The MongoDB documentation says that when a replica is added to the set as arbiterOnly=true it will not become Primary. But can Arbiter become a secondary and what does it when it does?

I have a replica set consisting of two data replicas and one arbiterOnly.

Some time ago my one of my data replicas which was secondary at a time crushed due to hard drive failure. After I fixed that problem and restarted secondary it went into “Recovering” state. But my arbiter is now “Secondary”. (That is shown by rs.status() command)

Furthermore, the data directory for this Arbiter shows bunch of files of total size >10GB. They indeed look to me like data files. Are they? What is going to happen to these files when Recovery completes?

If Arbiter can become truly a data node (even secondary) that opens up the whole new bag of worms: I need to have enough free disks available to Arbiter, right now I don't. Is there option to prevent arbiterOnly from becoming secondary?

Best Answer

Some time ago my one of my data replicas which was secondary at a time crushed due to hard drive failure. After I fixed that problem and restarted secondary it went into “Recovering” state. But my arbiter is now “Secondary”
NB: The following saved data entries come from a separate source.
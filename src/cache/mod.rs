//! Cache module for storing search responses to disk
//!
//! This module provides a cache manager that persists raw API responses to the
//! filesystem, one file per query key, and a read-through wrapper that only
//! contacts the flight search API when no file exists yet. Entries never expire.

mod manager;

pub use manager::{CacheError, CacheManager, CachePolicy, OfferCache};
A MongoDB arbiter cannot automatically become a secondary or a primary node, as it does not have a copy of the data set.

If you try to manually reconfigure the arbiter as a regular node via rs.reconfig() you should get an exception similar to:

{
    "errmsg" : "exception: arbiterOnly may not change for members",
    "code" : 13510,
    "ok" : 0
}

Furthermore, the data directory for this Arbiter shows bunch of files of total size >10GB. They indeed look to me like data files. Are they? What is going to happen to these files when Recovery completes?

Assuming this node is definitely an arbiter, I would expect those files are unused (check the timestamps?) and are either:

  • a local database created if this node was incorrectly initialized with an oplog
  • unused copy of data directory if this node was copied from another secondary or used as a standalone before

You can always log into the arbiter mongod directly to see what data it appears to have.